I'm a newly certified CFI-I and recently started at my first instructor job in a Part 61 flight school. I'm curious to hear what kind of training scenarios you use on the regular basis
Too many to count. Usually they involve situations the pilot might encounter with passengers, weather, and/or inoperative equipment. One of the key elements of a good scenario is that there is no "right" answer. Rather, it's a series of events that force the pilot to make decisions.
For example:
You and your friend have expensive tickets to a concert in Kansas City (about 150 miles away from my home airport). The weather is overcast at 1800. Your COM2 radio is inop. You'll be flying down in the day and returning late at night. Why would or wouldn't you make this trip?
You're on a cross country flight at dusk, building time for your instrument rating, about 75 miles away from your home base, when thunderstorms start developing between your present position and home airport. You have to be at work at 8 a.m. the next morning and your wife always gives you a hard time about how "impractical" flying is. What are your options? Do you divert. Spend the night in another town? Have somebody drive out and pick you up? Wait out the storms and fly home late at night? What are the services like late at night at the airport you're thinking of diverting to? How late is the FBO open?
On a local training flight, reduce the power to a level that will certainly not sustain level flight, but isn't a complete failure, either. See how do they handle it. Do they try to make it home? Put it down in a field underneath them?

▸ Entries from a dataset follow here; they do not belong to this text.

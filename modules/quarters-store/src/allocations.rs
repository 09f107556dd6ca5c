//! Allocation persistence. The single write serialization point.
//!
//! Every insert runs in its own transaction holding a `FOR UPDATE` lock on
//! the target room row, and re-validates capacity, gender, and (when asked)
//! the age gap against the state visible inside that transaction. Planner
//! snapshots can therefore be arbitrarily stale without ever over-filling a
//! room or breaking the age-gap invariant.

use anyhow::Result;
use chrono::{DateTime, NaiveDate, Utc};
use sqlx::PgPool;
use thiserror::Error;
use uuid::Uuid;

use quarters_common::{compat, Allocation};

/// Why a commit was refused. Mirrors the precondition set of the manual
/// path: any of these can also surface on a batch pair when concurrent
/// writes invalidated the planner's snapshot.
#[derive(Error, Debug)]
pub enum CommitError {
    #[error("registrant is already allocated")]
    AlreadyAllocated,

    #[error("registrant not found")]
    RegistrantNotFound,

    #[error("room not found")]
    RoomNotFound,

    #[error("room is inactive")]
    RoomInactive,

    #[error("room is full")]
    RoomFull,

    #[error("registrant and room genders differ")]
    GenderMismatch,

    #[error("age gap exceeded: resulting range {resulting_range} exceeds limit {limit}")]
    AgeGapExceeded { resulting_range: i32, limit: i32 },

    #[error("database error: {0}")]
    Database(#[from] sqlx::Error),
}

#[derive(Debug, Clone, sqlx::FromRow)]
struct AllocationRow {
    id: Uuid,
    registrant_id: Uuid,
    room_id: Uuid,
    allocated_by: String,
    allocated_at: DateTime<Utc>,
}

impl From<AllocationRow> for Allocation {
    fn from(row: AllocationRow) -> Self {
        Allocation {
            id: row.id,
            registrant_id: row.registrant_id,
            room_id: row.room_id,
            allocated_by: row.allocated_by,
            allocated_at: row.allocated_at,
        }
    }
}

#[derive(Clone)]
pub struct AllocationStore {
    pool: PgPool,
}

impl AllocationStore {
    pub fn new(pool: PgPool) -> Self {
        Self { pool }
    }

    /// Insert one allocation after re-validating against current state.
    ///
    /// `max_age_gap = None` skips the age check (the random path is
    /// capacity/gender only). The room row lock serializes concurrent
    /// commits per room; the unique index on `registrant_id` turns a racing
    /// double-allocate into `AlreadyAllocated` instead of a double write.
    pub async fn commit(
        &self,
        registrant_id: Uuid,
        room_id: Uuid,
        max_age_gap: Option<i32>,
        actor: &str,
    ) -> Result<Allocation, CommitError> {
        let mut tx = self.pool.begin().await?;

        let room = sqlx::query_as::<_, (String, i32, bool)>(
            r#"
            SELECT gender, capacity, active
            FROM rooms
            WHERE id = $1
            FOR UPDATE
            "#,
        )
        .bind(room_id)
        .fetch_optional(&mut *tx)
        .await?;

        let Some((room_gender, capacity, active)) = room else {
            return Err(CommitError::RoomNotFound);
        };
        if !active {
            return Err(CommitError::RoomInactive);
        }

        let registrant = sqlx::query_as::<_, (String, NaiveDate)>(
            r#"
            SELECT gender, birth_date
            FROM registrants
            WHERE id = $1
            "#,
        )
        .bind(registrant_id)
        .fetch_optional(&mut *tx)
        .await?;

        let Some((registrant_gender, birth_date)) = registrant else {
            return Err(CommitError::RegistrantNotFound);
        };
        if registrant_gender != room_gender {
            return Err(CommitError::GenderMismatch);
        }

        let occupants = sqlx::query_as::<_, (NaiveDate,)>(
            r#"
            SELECT r.birth_date
            FROM allocations a
            JOIN registrants r ON r.id = a.registrant_id
            WHERE a.room_id = $1
            "#,
        )
        .bind(room_id)
        .fetch_all(&mut *tx)
        .await?;

        if occupants.len() as i32 >= capacity {
            return Err(CommitError::RoomFull);
        }

        if let Some(limit) = max_age_gap {
            let today = Utc::now().date_naive();
            let mut ages: Vec<i32> = occupants
                .iter()
                .map(|(bd,)| compat::age_on(*bd, today))
                .collect();
            let candidate_age = compat::age_on(birth_date, today);
            if !compat::is_age_compatible(&ages, candidate_age, limit) {
                ages.push(candidate_age);
                return Err(CommitError::AgeGapExceeded {
                    resulting_range: compat::age_span(&ages),
                    limit,
                });
            }
        }

        let allocation = Allocation {
            id: Uuid::new_v4(),
            registrant_id,
            room_id,
            allocated_by: actor.to_string(),
            allocated_at: Utc::now(),
        };

        let inserted = sqlx::query(
            r#"
            INSERT INTO allocations (id, registrant_id, room_id, allocated_by, allocated_at)
            VALUES ($1, $2, $3, $4, $5)
            "#,
        )
        .bind(allocation.id)
        .bind(allocation.registrant_id)
        .bind(allocation.room_id)
        .bind(&allocation.allocated_by)
        .bind(allocation.allocated_at)
        .execute(&mut *tx)
        .await;

        match inserted {
            Ok(_) => {}
            Err(sqlx::Error::Database(db)) if db.is_unique_violation() => {
                return Err(CommitError::AlreadyAllocated);
            }
            Err(e) => return Err(e.into()),
        }

        tx.commit().await?;
        Ok(allocation)
    }

    /// Delete a registrant's allocation. Returns the removed record, or
    /// `None` when the registrant had none.
    pub async fn release(&self, registrant_id: Uuid) -> Result<Option<Allocation>> {
        let row = sqlx::query_as::<_, AllocationRow>(
            r#"
            DELETE FROM allocations
            WHERE registrant_id = $1
            RETURNING id, registrant_id, room_id, allocated_by, allocated_at
            "#,
        )
        .bind(registrant_id)
        .fetch_optional(&self.pool)
        .await?;

        Ok(row.map(Allocation::from))
    }

    /// Current allocation for a registrant, if any.
    pub async fn allocation_for(&self, registrant_id: Uuid) -> Result<Option<Allocation>> {
        let row = sqlx::query_as::<_, AllocationRow>(
            r#"
            SELECT id, registrant_id, room_id, allocated_by, allocated_at
            FROM allocations
            WHERE registrant_id = $1
            "#,
        )
        .bind(registrant_id)
        .fetch_optional(&self.pool)
        .await?;

        Ok(row.map(Allocation::from))
    }

    /// All allocations in a room, oldest first.
    pub async fn allocations_in(&self, room_id: Uuid) -> Result<Vec<Allocation>> {
        let rows = sqlx::query_as::<_, AllocationRow>(
            r#"
            SELECT id, registrant_id, room_id, allocated_by, allocated_at
            FROM allocations
            WHERE room_id = $1
            ORDER BY allocated_at ASC, id ASC
            "#,
        )
        .bind(room_id)
        .fetch_all(&self.pool)
        .await?;

        Ok(rows.into_iter().map(Allocation::from).collect())
    }
}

...and how do you create new scenarios.
I feed off my own experiences as an instructor, ferry pilot, jump pilot, and listener of other pilots' stories. I tell a lot of, "There I was..." stories, then I let the client finish the scenario. Private pilot trainees end up dealing with crosswinds, navigating and diverting via pilotage at 500 AGL on XCs because "the clouds sure are getting low," explaining to "their friend" (me) why buzzing that house would be a bad idea, etc.
Instrument pilots end up flying more than just the required single 250 nm XC under IFR. We go in to all types of airports, copy clearances in every way imaginable, etc.
Commercial pilots have to decide if they'll ferry or test fly a plane with certain equipment inoperative.
CFI applicants get to hear about all the crazy scenarios other people have put me in and how I've gotten out of them. I give a lot of, "Client XYZ has been doing this, this, and this...are they safe to solo? How do you determine if you're able to sign a customer off for a flight review? What do you do if a pilot refuses to do stalls during a flight review?"
These are all the types of things I've personally experienced.
Also, in overall, what do you think about scenario based training?
Greatest thing since sliced bread. It's the only way to train that effectively develops a pilot's *decision making* skills. Any monkey can takeoff and land. The reason most pilots get into trouble is because they didn't recognize and prevent poor decisions. Scenario based training addresses these "softer" skills needed to be a safe pilot.
One of the tough things, that you're probably already seeing, is a freshly minted instructor doesn't have much experience to draw from when they start teaching. If you're coming out of a big flight academy, the trickiest thing you might have personally experienced was, "One time my instructor and I flew into Class B airspace."
That's fine. Talk to the old farts around the airport and find out what tough spots they've been in, then imagine some ways to prevent your clients from putting themselves in the same spot in the future. Before long you'll have plenty of stories yourself.
Have fun teaching. Just the fact that you bothered to ask about this topic tells me you'll be a darn good instructor!